Buna rağmen Türkiye-AB bağlantılarını yine başlatma kararı aldıklarını belirten Ossowski, Dışişleri Bakanı Hakan Fidan’ın AB Gayriresmi Dışişleri Bakanları toplantısına iştirakinin anımsattı. Büyükelçi, Türkiye ile AB yaptırımlarının ‘Rusya tarafından delinmesini’ tedbire konusunda da ortak bir anlayış geliştirildiğini kaydetti.

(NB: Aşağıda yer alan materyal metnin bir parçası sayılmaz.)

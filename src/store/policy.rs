// Copyright 2023 Contributors to the Veraison project.
// SPDX-License-Identifier: Apache-2.0

use super::errors::Error;
use jsonwebtoken::Algorithm;
use multimap::MultiMap;
use serde::{Deserialize, Serialize};
use std::collections::BTreeSet;

/// Issuer of Google Confidential Space attestation tokens
pub const CONFIDENTIAL_SPACE_ISSUER: &str = "https://confidentialcomputing.googleapis.com";

/// Hardware model claimed by tokens that do not come from real hardware
pub const SIMULATED_HWMODEL: &str = "SIMULATED";

/// Issuer of simulated tokens.  It replaces `issuer` when a simulated token
/// is appraised under `allow-simulated`.
pub const SIMULATED_ISSUER: &str = "https://simulated.attestation.invalid";

/// `dbgstat` value of a workload that could not have been debugged
pub const DEBUG_DISABLED: &str = "disabled-since-boot";

const DEFAULT_CLOCK_SKEW_SECS: u64 = 30;
const MAX_CLOCK_SKEW_SECS: u64 = 300;

/// The appraisal policy applied to the claims of an attestation token, and
/// the signature algorithms accepted for it.
#[derive(Clone, Debug, Deserialize, Serialize)]
#[serde(rename_all = "kebab-case", deny_unknown_fields)]
pub struct Policy {
    /// Expected `iss`.  `None` accepts any issuer.
    #[serde(default = "default_issuer")]
    pub issuer: Option<String>,

    /// Accepted `hwmodel` values, e.g. "GCP_AMD_SEV"
    #[serde(default = "default_hardware")]
    pub accepted_hardware: BTreeSet<String>,

    /// JOSE algorithms a token may be signed with.  HMAC algorithms are
    /// refused at load time.
    #[serde(default = "default_algorithms")]
    pub accepted_algorithms: Vec<Algorithm>,

    /// Tolerance applied to `iat` and `nbf`.  Fixed for the lifetime of the
    /// policy.
    #[serde(default = "default_clock_skew")]
    pub clock_skew_secs: u64,

    #[serde(default = "yes")]
    pub require_secure_boot: bool,

    #[serde(default = "yes")]
    pub require_debug_disabled: bool,

    /// Accepted digests, indexed by measurement name (e.g.
    /// "container.image_digest").  There may be several good digests for the
    /// same measurement.  Empty means that any software is acceptable.
    #[serde(default)]
    pub measurements: MultiMap<String, String>,

    /// Accept tokens minted by the simulated token source.  Never set this
    /// outside local testing.
    #[serde(default)]
    pub allow_simulated: bool,
}

fn default_issuer() -> Option<String> {
    Some(CONFIDENTIAL_SPACE_ISSUER.to_string())
}

fn default_hardware() -> BTreeSet<String> {
    ["GCP_AMD_SEV", "GCP_AMD_SEV_ES", "GCP_INTEL_TDX"]
        .iter()
        .map(|s| s.to_string())
        .collect()
}

fn default_algorithms() -> Vec<Algorithm> {
    vec![
        Algorithm::RS256,
        Algorithm::RS384,
        Algorithm::RS512,
        Algorithm::PS256,
        Algorithm::PS384,
        Algorithm::PS512,
        Algorithm::ES256,
        Algorithm::ES384,
        Algorithm::EdDSA,
    ]
}

fn default_clock_skew() -> u64 {
    DEFAULT_CLOCK_SKEW_SECS
}

fn yes() -> bool {
    true
}

impl Default for Policy {
    fn default() -> Self {
        Self {
            issuer: default_issuer(),
            accepted_hardware: default_hardware(),
            accepted_algorithms: default_algorithms(),
            clock_skew_secs: default_clock_skew(),
            require_secure_boot: true,
            require_debug_disabled: true,
            measurements: MultiMap::new(),
            allow_simulated: false,
        }
    }
}

impl Policy {
    /// Parse and sanity check a policy from JSON
    pub fn load_json(j: &str) -> Result<Self, Error> {
        let p: Policy = serde_json::from_str(j).map_err(|e| Error::Syntax(e.to_string()))?;

        p.validate()?;

        Ok(p)
    }

    pub fn validate(&self) -> Result<(), Error> {
        if self.accepted_algorithms.is_empty() {
            return Err(Error::Sema("no accepted algorithm".to_string()));
        }

        for alg in self.accepted_algorithms.iter() {
            if is_symmetric(*alg) {
                return Err(Error::UnsafePolicy(format!(
                    "{alg:?} is a symmetric algorithm"
                )));
            }
        }

        if self.accepted_hardware.is_empty() {
            return Err(Error::Sema("no accepted hardware model".to_string()));
        }

        if self.accepted_hardware.contains(SIMULATED_HWMODEL) {
            return Err(Error::UnsafePolicy(format!(
                "{SIMULATED_HWMODEL} cannot be listed as accepted hardware, use allow-simulated"
            )));
        }

        if self.clock_skew_secs > MAX_CLOCK_SKEW_SECS {
            return Err(Error::UnsafePolicy(format!(
                "clock skew {}s exceeds {MAX_CLOCK_SKEW_SECS}s",
                self.clock_skew_secs
            )));
        }

        if let Some(iss) = &self.issuer {
            if iss.is_empty() {
                return Err(Error::Sema("empty issuer".to_string()));
            }
        }

        if self.allow_simulated {
            tracing::warn!("policy accepts simulated attestation tokens");
        }

        Ok(())
    }

    /// Lookup all the accepted digests for the given measurement
    pub fn lookup_measurement(&self, name: &str) -> Option<&Vec<String>> {
        self.measurements.get_vec(name)
    }
}

/// HMAC algorithms need a shared secret and are never acceptable
pub(crate) fn is_symmetric(alg: Algorithm) -> bool {
    matches!(alg, Algorithm::HS256 | Algorithm::HS384 | Algorithm::HS512)
}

‘TÜRKİYE’Yİ KİMSE ZORLAMADI’
İstanbul Büyükşehir Belediye Başkanı ve CHP’nin cumhurbaşkanı adayı Ekrem İmamoğlu’nun tutuklanmasıyla birlikte ‘ilişkilerin biraz soğuduğuna’ dikkat çeken Ossowski, Türkiye ile AB ortasında Ankara’nın ‘aday ülke’ olarak yine angajman kurulabilmesi için birtakım şartlar olduğunu ve bu şartlardan birisisin de iç ıslahatlarda ilerleme sağlanması ile demokratik haklarda gerileme yaşanmaması olduğunu söyledi. 7 Mayıs’ta Avrupa Parlamentosu’nda kabul edilen ve Türkiye’ye bir dizi tenkit getiren Türkiye raporunu anımsatan Ossowski ‘ahlaki üstünlük taslayıp yargılayıcı olmak istemediklerini’ söyledi. Buna rağmen Ossowski, “Kimse Türkiye’yi zorlamadı, Türkiye kendi aday olmak istedi. Ve bu adaylık, hukuk devleti, demokrasi, söz özgürlüğü, toplanma özgürlüğü üzere Kopenhag kriterlerine bağlılığı içeriyor” diye konuştu. İmamoğlu’nun X hesabının erişime engellenmesini de pahalandıran Ossowski, “Bu platformun ne kadar değerli olduğu da tartışmalı. Lakin söz özgürlüğüne muhtaçlığımız var ve muhalefetin de görüşlerini lisana getirebilmesi gerekir. Demokratik bir rekabet ortamına muhtaçlığımız var. Bu son gelişmeleri ben de gördüm ve bunun olumlu bir gelişme olmadığını düşünüyorum” sözlerini kullandı.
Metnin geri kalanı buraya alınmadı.